**WORK TO BE COMPLETED**
Filter out all lines without the word "cell" from the data below, please, and copy the rest.

Stored items
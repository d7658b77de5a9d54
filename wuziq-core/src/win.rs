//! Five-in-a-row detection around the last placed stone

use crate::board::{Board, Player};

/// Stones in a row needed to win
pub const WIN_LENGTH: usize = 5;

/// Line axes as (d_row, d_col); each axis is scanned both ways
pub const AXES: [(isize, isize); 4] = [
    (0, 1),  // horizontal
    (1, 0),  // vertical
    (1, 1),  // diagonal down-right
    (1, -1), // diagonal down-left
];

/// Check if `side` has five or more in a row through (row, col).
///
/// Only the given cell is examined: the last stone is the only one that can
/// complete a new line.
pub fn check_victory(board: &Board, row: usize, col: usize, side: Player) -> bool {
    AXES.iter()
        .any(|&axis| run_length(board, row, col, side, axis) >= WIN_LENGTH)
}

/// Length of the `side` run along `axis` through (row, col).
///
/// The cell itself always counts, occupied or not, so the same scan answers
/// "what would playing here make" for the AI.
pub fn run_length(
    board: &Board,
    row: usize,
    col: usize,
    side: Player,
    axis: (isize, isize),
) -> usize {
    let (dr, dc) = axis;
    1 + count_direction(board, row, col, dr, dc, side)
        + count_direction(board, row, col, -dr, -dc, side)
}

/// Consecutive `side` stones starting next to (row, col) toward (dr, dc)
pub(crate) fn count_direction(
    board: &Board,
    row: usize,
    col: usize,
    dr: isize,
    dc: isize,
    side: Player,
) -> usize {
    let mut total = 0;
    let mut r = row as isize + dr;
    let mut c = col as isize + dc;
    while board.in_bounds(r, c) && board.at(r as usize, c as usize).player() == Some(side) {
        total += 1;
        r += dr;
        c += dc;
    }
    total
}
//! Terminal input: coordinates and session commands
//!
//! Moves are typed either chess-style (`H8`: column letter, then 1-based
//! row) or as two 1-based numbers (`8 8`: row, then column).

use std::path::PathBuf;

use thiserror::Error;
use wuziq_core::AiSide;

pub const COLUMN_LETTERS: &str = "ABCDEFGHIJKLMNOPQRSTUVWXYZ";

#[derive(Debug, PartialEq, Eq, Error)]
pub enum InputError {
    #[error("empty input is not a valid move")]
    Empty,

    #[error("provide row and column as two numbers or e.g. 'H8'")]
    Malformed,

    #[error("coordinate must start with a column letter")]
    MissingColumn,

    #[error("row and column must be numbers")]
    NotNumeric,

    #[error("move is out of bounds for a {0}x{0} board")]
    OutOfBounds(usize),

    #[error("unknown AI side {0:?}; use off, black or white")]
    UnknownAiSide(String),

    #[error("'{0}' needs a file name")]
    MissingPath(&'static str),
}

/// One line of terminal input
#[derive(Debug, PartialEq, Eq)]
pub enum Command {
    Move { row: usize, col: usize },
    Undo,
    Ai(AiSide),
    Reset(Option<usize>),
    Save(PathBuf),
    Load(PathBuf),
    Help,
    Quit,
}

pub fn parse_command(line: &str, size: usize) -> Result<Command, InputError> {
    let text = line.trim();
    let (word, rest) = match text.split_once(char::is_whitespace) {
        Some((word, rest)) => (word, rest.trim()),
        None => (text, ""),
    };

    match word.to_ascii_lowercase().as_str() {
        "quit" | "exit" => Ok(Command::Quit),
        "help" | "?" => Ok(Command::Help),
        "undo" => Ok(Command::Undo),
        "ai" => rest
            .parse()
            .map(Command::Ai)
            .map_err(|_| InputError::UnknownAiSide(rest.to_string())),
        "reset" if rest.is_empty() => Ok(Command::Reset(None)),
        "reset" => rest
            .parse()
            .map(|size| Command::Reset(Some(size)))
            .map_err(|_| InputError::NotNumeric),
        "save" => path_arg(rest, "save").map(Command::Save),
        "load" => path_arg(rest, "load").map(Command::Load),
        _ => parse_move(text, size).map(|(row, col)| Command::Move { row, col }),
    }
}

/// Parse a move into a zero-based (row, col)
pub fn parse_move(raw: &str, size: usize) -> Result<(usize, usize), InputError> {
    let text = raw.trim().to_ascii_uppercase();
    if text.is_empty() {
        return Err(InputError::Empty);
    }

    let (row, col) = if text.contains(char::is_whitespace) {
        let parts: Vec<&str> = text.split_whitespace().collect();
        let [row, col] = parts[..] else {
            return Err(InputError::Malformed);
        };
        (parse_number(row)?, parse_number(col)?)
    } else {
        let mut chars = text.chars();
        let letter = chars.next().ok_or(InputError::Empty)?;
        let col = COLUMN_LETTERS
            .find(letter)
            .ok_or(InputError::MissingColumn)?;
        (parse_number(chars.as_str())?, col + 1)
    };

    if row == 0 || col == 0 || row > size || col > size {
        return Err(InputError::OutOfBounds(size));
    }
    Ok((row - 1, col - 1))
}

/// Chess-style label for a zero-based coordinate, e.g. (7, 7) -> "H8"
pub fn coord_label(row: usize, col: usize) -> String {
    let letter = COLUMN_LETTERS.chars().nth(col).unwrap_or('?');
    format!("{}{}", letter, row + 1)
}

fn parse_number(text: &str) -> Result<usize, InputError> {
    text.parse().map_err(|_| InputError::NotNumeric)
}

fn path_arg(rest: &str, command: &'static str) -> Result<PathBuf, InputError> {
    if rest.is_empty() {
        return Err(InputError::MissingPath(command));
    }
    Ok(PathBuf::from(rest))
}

* * *

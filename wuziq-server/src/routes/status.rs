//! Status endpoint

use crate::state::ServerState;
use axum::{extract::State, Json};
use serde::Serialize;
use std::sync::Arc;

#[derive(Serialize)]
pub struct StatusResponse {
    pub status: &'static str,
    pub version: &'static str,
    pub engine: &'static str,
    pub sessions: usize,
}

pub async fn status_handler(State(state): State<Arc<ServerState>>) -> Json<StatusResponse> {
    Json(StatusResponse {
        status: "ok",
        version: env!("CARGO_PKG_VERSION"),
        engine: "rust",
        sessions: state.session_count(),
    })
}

**COMPLETED TASK**
/// Only the given cell is examined: the last stone is the only one that can
/// The cell itself always counts, occupied or not, so the same scan answers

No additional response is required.